15. M. B soutient que la maison déjà existante sur le terrain d'assiette du projet en litige a été déplacée vers le nord, par rapport aux plans de construction initiaux, de sorte qu'il n'est pas certain que le projet contesté respecte effectivement les dispositions précitées de l'article 8UH. Le requérant n'apporte toutefois aucun élément de nature à établir que le projet en litige serait implanté à moins de 10 mètres d'une autre construction. Dans ces conditions, ce moyen ne peut qu'être écarté.

16. En huitième lieu, M. B soutient que le projet en litige méconnait les prescriptions du règlement de l'AVAP, plus particulièrement celles applicables en secteur 4. Toutefois, le requérant, en se limitant à citer et à surligner certaines dispositions de ce règlement, ainsi que des extraits du site internet de l'association nationale de l'ABF, n'assortit pas ce moyen des précisions suffisantes pour permettre au tribunal d'en apprécier la portée. Par suite, ce moyen ne peut qu'être écarté.
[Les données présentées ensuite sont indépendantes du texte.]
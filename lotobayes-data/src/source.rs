use std::path::{Path, PathBuf};
use std::time::Duration;

use thiserror::Error;

use crate::registry::GameConfig;

#[derive(Debug, Error)]
pub enum SourceError {
    #[error("aucune URL configurée pour {0}")]
    UnknownUrl(String),
    #[error("requête HTTP échouée : {0}")]
    Http(#[from] reqwest::Error),
    #[error("réponse HTTP {status} pour {url}")]
    Status { url: String, status: u16 },
    #[error("fichier inaccessible {path}: {source}")]
    Io {
        path: String,
        #[source]
        source: std::io::Error,
    },
    #[error("fichier absent : {0}")]
    Missing(String),
}

/// Provides a local text file with the draw history of a game.
pub trait DrawSource {
    fn fetch(&self, game: &GameConfig) -> Result<PathBuf, SourceError>;
}

fn cache_file(dir: &Path, game: &GameConfig) -> PathBuf {
    dir.join(format!("{}.csv", game.id))
}

/// Downloads `game.url` into `<cache_dir>/<id>.csv` on every fetch.
pub struct HttpSource {
    cache_dir: PathBuf,
    timeout: Duration,
}

impl HttpSource {
    pub fn new(cache_dir: impl Into<PathBuf>) -> Self {
        Self {
            cache_dir: cache_dir.into(),
            timeout: Duration::from_secs(30),
        }
    }

    pub fn with_timeout(mut self, timeout: Duration) -> Self {
        self.timeout = timeout;
        self
    }
}

impl DrawSource for HttpSource {
    fn fetch(&self, game: &GameConfig) -> Result<PathBuf, SourceError> {
        let url = game
            .url
            .as_deref()
            .ok_or_else(|| SourceError::UnknownUrl(game.id.clone()))?;

        log::info!("Téléchargement des données pour {}...", game.id);
        let client = reqwest::blocking::Client::builder()
            .timeout(self.timeout)
            .build()?;
        let response = client.get(url).send()?;
        let status = response.status();
        if !status.is_success() {
            return Err(SourceError::Status {
                url: url.to_string(),
                status: status.as_u16(),
            });
        }
        let body = response.bytes()?;

        std::fs::create_dir_all(&self.cache_dir).map_err(|source| SourceError::Io {
            path: self.cache_dir.display().to_string(),
            source,
        })?;
        let path = cache_file(&self.cache_dir, game);
        std::fs::write(&path, &body).map_err(|source| SourceError::Io {
            path: path.display().to_string(),
            source,
        })?;
        log::debug!("{} octets écrits dans {}", body.len(), path.display());
        Ok(path)
    }
}

/// Serves `<dir>/<id>.csv` files already on disk.
pub struct LocalSource {
    dir: PathBuf,
}

impl LocalSource {
    pub fn new(dir: impl Into<PathBuf>) -> Self {
        Self { dir: dir.into() }
    }
}

impl DrawSource for LocalSource {
    fn fetch(&self, game: &GameConfig) -> Result<PathBuf, SourceError> {
        let path = cache_file(&self.dir, game);
        if path.is_file() {
            Ok(path)
        } else {
            Err(SourceError::Missing(path.display().to_string()))
        }
    }
}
17. En dernier lieu, les autorisations d'utilisation du sol, qui ont pour seul objet de s'assurer de la conformité des travaux qu'elles autorisent avec la législation et la réglementation d'urbanisme, sont accordées sous réserve du droit des tiers. Ainsi, M. B ne peut utilement invoquer le moyen tiré de ce que le projet de construction autorisé par le permis de construire en litige porte atteinte à une servitude de puit. Par suite, ce moyen ne peut qu'être écarté.
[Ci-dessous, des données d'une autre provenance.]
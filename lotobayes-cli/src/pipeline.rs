use thiserror::Error;

use lotobayes_data::models::{
    DrawRecord, FrequencyTable, NumberProbability, PatternHistogram, PosteriorDistribution,
};
use lotobayes_data::parser::{read_draws, ParseReport};
use lotobayes_data::registry::{GameConfig, GameRegistry};
use lotobayes_data::source::DrawSource;

use crate::analysis::pattern::pattern_histogram;
use crate::analysis::posterior::posterior_distribution;
use crate::analysis::{count_frequencies, discard_out_of_range, top_k};
use crate::config::{AnalysisConfig, OutOfRangePolicy};
use crate::schedule::StopSignal;

#[derive(Debug, Error)]
pub enum PipelineError {
    #[error("loterie non supportée : {0}")]
    UnsupportedGame(String),
    #[error("données indisponibles pour {game} : {reason}")]
    DataUnavailable { game: String, reason: String },
    #[error("aucun tirage exploitable pour {game}")]
    EmptyDataset { game: String },
}

#[derive(Debug, Clone, Copy, PartialEq, Eq)]
enum Stage {
    Fetching,
    Aggregating,
    Estimating,
    Scoring,
}

/// Everything produced for one game in one cycle.
#[derive(Debug, Clone)]
pub struct GameAnalysis {
    pub game: GameConfig,
    pub draws: usize,
    pub ignored_lines: u32,
    pub rejected_lines: u32,
    pub overflowed_runs: u32,
    pub out_of_range: u64,
    pub frequencies: FrequencyTable,
    pub posterior: PosteriorDistribution,
    pub pattern: PatternHistogram,
    pub recommended: Vec<NumberProbability>,
}

fn enter(game: &GameConfig, stage: Stage) {
    log::debug!("{} : {:?}", game.id, stage);
}

/// Aggregation, estimation and scoring of an already parsed history.
pub fn analyze_records(
    game: &GameConfig,
    report: &ParseReport,
    config: &AnalysisConfig,
) -> GameAnalysis {
    let history = report.records.as_slice();
    enter(game, Stage::Aggregating);
    let mut frequencies = count_frequencies(history);
    let out_of_range = frequencies.out_of_range_total(game.max_number);
    if out_of_range > 0 {
        log::debug!(
            "{} : {} numéro(s) hors de 1-{} ({:?})",
            game.id,
            out_of_range,
            game.max_number,
            config.out_of_range
        );
    }

    let cleaned;
    let history = match config.out_of_range {
        OutOfRangePolicy::IncludeInSmoothing => history,
        OutOfRangePolicy::Discard => {
            cleaned = discard_out_of_range(history, game.max_number);
            frequencies = count_frequencies(&cleaned);
            cleaned.as_slice()
        }
    };

    enter(game, Stage::Estimating);
    let posterior = posterior_distribution(&frequencies, game.max_number, config.alpha);

    enter(game, Stage::Scoring);
    let pattern = pattern_histogram(history, config.max_iter);

    let recommended = top_k(&posterior, config.top_k);

    GameAnalysis {
        game: game.clone(),
        draws: history.len(),
        ignored_lines: report.ignored,
        rejected_lines: report.rejected,
        overflowed_runs: report.overflowed,
        out_of_range,
        frequencies,
        posterior,
        pattern,
        recommended,
    }
}

/// Fetches, parses and analyses one game. Any fetch or read failure ends in
/// `DataUnavailable`, an empty parse in `EmptyDataset`.
pub fn analyze_game(
    source: &dyn DrawSource,
    game: &GameConfig,
    config: &AnalysisConfig,
) -> Result<GameAnalysis, PipelineError> {
    enter(game, Stage::Fetching);
    let path = source
        .fetch(game)
        .map_err(|e| PipelineError::DataUnavailable {
            game: game.id.clone(),
            reason: e.to_string(),
        })?;

    let report = read_draws(&path, config.parse_mode, game.max_number).map_err(|e| {
        PipelineError::DataUnavailable {
            game: game.id.clone(),
            reason: format!("lecture de {} : {}", path.display(), e),
        }
    })?;
    log::info!(
        "{} : {} tirages lus, {} lignes ignorées, {} rejetées, {} nombres trop grands",
        game.id,
        report.records.len(),
        report.ignored,
        report.rejected,
        report.overflowed
    );

    if report.records.is_empty() {
        return Err(PipelineError::EmptyDataset {
            game: game.id.clone(),
        });
    }

    Ok(analyze_records(game, &report, config))
}

#[derive(Debug, Clone, Default, PartialEq, Eq)]
pub struct CycleReport {
    pub analyzed: Vec<String>,
    pub no_data: Vec<String>,
    pub unsupported: Vec<String>,
    /// Stop requested before every game was visited.
    pub interrupted: bool,
}

/// Analyses each requested game in turn (every registered game when
/// `selection` is empty) and hands each result to `present` before moving on.
/// Failures stay local to their game.
pub fn run_cycle(
    registry: &GameRegistry,
    selection: &[String],
    source: &dyn DrawSource,
    config: &AnalysisConfig,
    stop: &StopSignal,
    mut present: impl FnMut(&GameAnalysis),
) -> CycleReport {
    let ids: Vec<String> = if selection.is_empty() {
        registry.ids().map(str::to_string).collect()
    } else {
        selection.to_vec()
    };

    let mut report = CycleReport::default();
    for id in ids {
        if stop.is_stopped() {
            report.interrupted = true;
            break;
        }

        let result = registry
            .get(&id)
            .map_err(|_| PipelineError::UnsupportedGame(id.clone()))
            .and_then(|game| analyze_game(source, game, config));

        match result {
            Ok(analysis) => {
                present(&analysis);
                report.analyzed.push(id);
            }
            Err(e @ PipelineError::UnsupportedGame(_)) => {
                log::error!("{e}");
                report.unsupported.push(id);
            }
            Err(e) => {
                log::warn!("{e}");
                report.no_data.push(id);
            }
        }
    }
    report
}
18. Il résulte de tout ce qui précède et sans qu'il soit besoin de statuer sur les fins de non-recevoir opposées par la commune de Gérardmer, que les conclusions de M. B tendant à l'annulation de l'arrêté du 3 décembre 2021 doivent être rejetées.
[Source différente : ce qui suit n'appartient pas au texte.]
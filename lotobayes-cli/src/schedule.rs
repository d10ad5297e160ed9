use std::sync::atomic::{AtomicBool, Ordering};
use std::sync::Arc;
use std::time::{Duration, Instant};

/// Cooperative stop flag shared between the scheduler and whoever drives it.
#[derive(Debug, Clone, Default)]
pub struct StopSignal(Arc<AtomicBool>);

impl StopSignal {
    pub fn new() -> Self {
        Self::default()
    }

    pub fn stop(&self) {
        self.0.store(true, Ordering::Relaxed);
    }

    pub fn is_stopped(&self) -> bool {
        self.0.load(Ordering::Relaxed)
    }
}

/// Interval of `hours` hours, `None` when negative, not finite or too large
/// for a `Duration`.
pub fn interval_from_hours(hours: f64) -> Option<Duration> {
    Duration::try_from_secs_f64(hours * 3600.0).ok()
}

/// Repeats a cycle every `interval` until stopped or `max_cycles` is reached.
pub struct Scheduler {
    interval: Duration,
    tick: Duration,
    max_cycles: Option<u32>,
}

impl Scheduler {
    pub fn new(interval: Duration) -> Self {
        Self {
            interval,
            tick: Duration::from_secs(1),
            max_cycles: None,
        }
    }

    pub fn with_max_cycles(mut self, max_cycles: Option<u32>) -> Self {
        self.max_cycles = max_cycles;
        self
    }

    pub fn with_tick(mut self, tick: Duration) -> Self {
        self.tick = tick;
        self
    }

    /// Runs `cycle` with its 1-based index. Returns the number of cycles run.
    pub fn run(&self, stop: &StopSignal, mut cycle: impl FnMut(u32)) -> u32 {
        let mut done = 0;
        loop {
            if stop.is_stopped() {
                break;
            }
            done += 1;
            cycle(done);

            if self.max_cycles.is_some_and(|max| done >= max) {
                break;
            }
            let next = chrono::Duration::from_std(self.interval)
                .ok()
                .and_then(|d| chrono::Local::now().checked_add_signed(d));
            match next {
                Some(next) => log::info!("Prochain cycle prévu le {}", next.format("%Y-%m-%d %H:%M")),
                None => log::info!("Prochain cycle dans {:?}", self.interval),
            }
            if !self.sleep(stop) {
                break;
            }
        }
        done
    }

    /// Sleeps for `interval` in `tick` slices. `false` when interrupted.
    ///
    /// An interval past the clock's range has no deadline: only `stop` ends it.
    fn sleep(&self, stop: &StopSignal) -> bool {
        let deadline = Instant::now().checked_add(self.interval);
        loop {
            if stop.is_stopped() {
                return false;
            }
            let now = Instant::now();
            let slice = match deadline {
                Some(deadline) if now >= deadline => return true,
                Some(deadline) => self.tick.min(deadline - now),
                None => self.tick,
            };
            std::thread::sleep(slice);
        }
    }
}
Sur les frais de l'instance :

19. Les dispositions de l'article L. 761-1 du code de justice administrative font obstacle à ce que soit mise à la charge de la commune de Gérardmer, qui n'est pas, dans la présente instance, la partie tenue aux dépens ou la partie perdante, la somme demandée par M. B au titre des frais exposés et non compris dans les dépens. Il y a lieu, en revanche, de faire application de ces dispositions et de mettre à la charge de M. B une somme de 1 500 euros au titre des frais exposés par la commune de Gérardmer et non compris dans les dépens.

D E C I D E :

Article 1er :La requête de M. B est rejetée.

Article 2 : M. B versera à la commune de Gérardmer une somme de 1 500 (mille cinq cents) euros au titre de l'article L. 761-1 du code de justice administrative.

Article 3 : Le surplus des conclusions présentées par la commune de Gérardmer est rejeté.

Article 4 : Le présent jugement sera notifié à M. D B, à la commune de Gérardmer, à Mme F E et à M. G C.

Délibéré après l'audience du 14 janvier 2025, à laquelle siégeaient :

M. Coudert, président,

Mme Grandjean, première conseillère,

Mme Jouguet, première conseillère.

Rendu public par mise à disposition au greffe le 4 février 2025.

La rapporteure,

A. JouguetLe président,

B. Coudert

La greffière,

I. Varlet

La République mande et ordonne à la préfète des Vosges en ce qui la concerne ou à tous commissaires de justice à ce requis en ce qui concerne les voies de droit commun contre les parties privées, de pourvoir à l'exécution de la présente décision.